>>>
// lib/src/sync.rs
//
// A doctor's appointment list for one day, kept current. On setup the view
// tries a live query; if the store refuses it, the view polls instead. While
// polling, an ordered fetch is tried first, then a doctor-only fetch that is
// filtered and sorted locally. If both fail the view shows nothing and
// carries an error notice.

use std::time::Duration;

use chrono::NaiveDate;
use models::medical::Appointment;
use serde::{Deserialize, Serialize};
use tracing::{debug, error, info, warn};

use crate::filter::AppointmentFilter;
use crate::notice::Notice;
use crate::repository::{decode_all, AppointmentRepository};
use crate::storage_engine::QueryWatch;

#[derive(Debug, Clone, Copy, PartialEq, Eq, Serialize, Deserialize)]
#[serde(rename_all = "lowercase")]
pub enum SyncMode {
    Live,
    Polling,
}

enum Strategy {
    Idle,
    Live(QueryWatch),
    Polling,
}

pub struct AppointmentView {
    repo: AppointmentRepository,
    doctor_id: String,
    day: NaiveDate,
    filter: AppointmentFilter,
    poll_interval: Duration,
    strategy: Strategy,
    degraded: bool,
    appointments: Vec<Appointment>,
    visible: Vec<Appointment>,
    notices: Vec<Notice>,
}

impl AppointmentView {
    /// Opens the view and waits for its first result set.
    pub async fn open(
        repo: AppointmentRepository,
        doctor_id: impl Into<String>,
        day: NaiveDate,
        filter: AppointmentFilter,
        poll_interval: Duration,
    ) -> Self {
        let mut view = AppointmentView {
            repo,
            doctor_id: doctor_id.into(),
            day,
            filter,
            poll_interval,
            strategy: Strategy::Idle,
            degraded: false,
            appointments: Vec::new(),
            visible: Vec::new(),
            notices: Vec::new(),
        };
        view.establish().await;
        view
    }

    /// Drops the current subscription, if any, then picks a strategy anew.
    async fn establish(&mut self) {
        self.strategy = Strategy::Idle;
        self.degraded = false;
        let query = AppointmentRepository::day_query(Some(&self.doctor_id), self.day);
        match self.repo.watch(query).await {
            Ok(mut watch) => match watch.next().await {
                Some(Ok(docs)) => {
                    info!("Live appointment updates for doctor {} on {}", self.doctor_id, self.day);
                    self.replace(decode_all(&docs));
                    self.strategy = Strategy::Live(watch);
                }
                Some(Err(e)) => {
                    warn!("Live query failed on first snapshot: {}", e);
                    self.start_polling().await;
                }
                None => {
                    warn!("Live query closed before its first snapshot");
                    self.start_polling().await;
                }
            },
            Err(e) => {
                warn!("Live appointment updates unavailable ({}); polling every {:?}", e, self.poll_interval);
                self.start_polling().await;
            }
        }
    }

    async fn start_polling(&mut self) {
        self.strategy = Strategy::Polling;
        self.poll_once().await;
    }

    async fn poll_once(&mut self) {
        let ordered = AppointmentRepository::day_query(Some(&self.doctor_id), self.day);
        let first = match self.repo.run(&ordered).await {
            Ok(list) => {
                self.replace(list);
                return;
            }
            Err(e) => e,
        };

        debug!("Ordered fetch failed ({}); trying doctor-only fetch", first);
        match self.repo.doctor_day_unindexed(&self.doctor_id, self.day).await {
            Ok(list) => {
                if !self.degraded {
                    warn!("Appointments for doctor {} are filtered and sorted locally", self.doctor_id);
                    self.notices
                        .push(Notice::warning("Using a simplified query; appointments are sorted locally."));
                    self.degraded = true;
                }
                self.replace(list);
            }
            Err(e) => {
                error!("Could not load appointments for doctor {}: {}", self.doctor_id, e);
                self.notices.push(Notice::error("Failed to load appointments."));
                self.replace(Vec::new());
            }
        }
    }

    /// Stores a fresh result set in clock order. The store orders `time` as
    /// text, which puts "10:00" before "9:30".
    fn replace(&mut self, mut appointments: Vec<Appointment>) {
        appointments.sort_by(Appointment::cmp_schedule);
        self.appointments = appointments;
        self.visible = self.filter.apply(&self.appointments);
    }

    /// Waits for the next change and applies it. A live subscription that
    /// ends or errors is replaced by polling.
    pub async fn next_update(&mut self) {
        let pushed = match &mut self.strategy {
            Strategy::Live(watch) => Some(watch.next().await),
            Strategy::Polling | Strategy::Idle => None,
        };
        let Some(pushed) = pushed else {
            if matches!(self.strategy, Strategy::Polling) {
                tokio::time::sleep(self.poll_interval).await;
                self.poll_once().await;
            } else {
                self.establish().await;
            }
            return;
        };
        match pushed {
            Some(Ok(docs)) => self.replace(decode_all(&docs)),
            Some(Err(e)) => {
                warn!("Live appointment query failed: {}; switching to polling", e);
                self.notices.push(Notice::warning("Live updates stopped; refreshing periodically."));
                self.start_polling().await;
            }
            None => {
                warn!("Live appointment query ended; switching to polling");
                self.start_polling().await;
            }
        }
    }

    pub async fn set_date(&mut self, day: NaiveDate) {
        self.day = day;
        self.establish().await;
    }

    pub async fn refresh(&mut self) {
        self.establish().await;
    }

    pub fn set_filter(&mut self, filter: AppointmentFilter) {
        self.filter = filter;
        self.visible = self.filter.apply(&self.appointments);
    }

    pub fn appointments(&self) -> &[Appointment] {
        &self.appointments
    }

    /// The appointments that pass the current filter.
    pub fn visible(&self) -> &[Appointment] {
        &self.visible
    }

    pub fn mode(&self) -> Option<SyncMode> {
        match self.strategy {
            Strategy::Idle => None,
            Strategy::Live(_) => Some(SyncMode::Live),
            Strategy::Polling => Some(SyncMode::Polling),
        }
    }

    pub fn notices(&self) -> &[Notice] {
        &self.notices
    }

    pub fn take_notices(&mut self) -> Vec<Notice> {
        std::mem::take(&mut self.notices)
    }

    pub fn day(&self) -> NaiveDate {
        self.day
    }

    pub fn doctor_id(&self) -> &str {
        &self.doctor_id
    }

    pub fn filter(&self) -> &AppointmentFilter {
        &self.filter
    }
}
<<<
Exercise description:
What you write must be the entries restated word for word, from the opening line through the one holding "pub struct AppointmentView", with nothing else.

Expected output:
// lib/src/sync.rs
//
// A doctor's appointment list for one day, kept current. On setup the view
// tries a live query; if the store refuses it, the view polls instead. While
// polling, an ordered fetch is tried first, then a doctor-only fetch that is
// filtered and sorted locally. If both fail the view shows nothing and
// carries an error notice.

use std::time::Duration;

use chrono::NaiveDate;
use models::medical::Appointment;
use serde::{Deserialize, Serialize};
use tracing::{debug, error, info, warn};

use crate::filter::AppointmentFilter;
use crate::notice::Notice;
use crate::repository::{decode_all, AppointmentRepository};
use crate::storage_engine::QueryWatch;

#[derive(Debug, Clone, Copy, PartialEq, Eq, Serialize, Deserialize)]
#[serde(rename_all = "lowercase")]
pub enum SyncMode {
    Live,
    Polling,
}

enum Strategy {
    Idle,
    Live(QueryWatch),
    Polling,
}

pub struct AppointmentView {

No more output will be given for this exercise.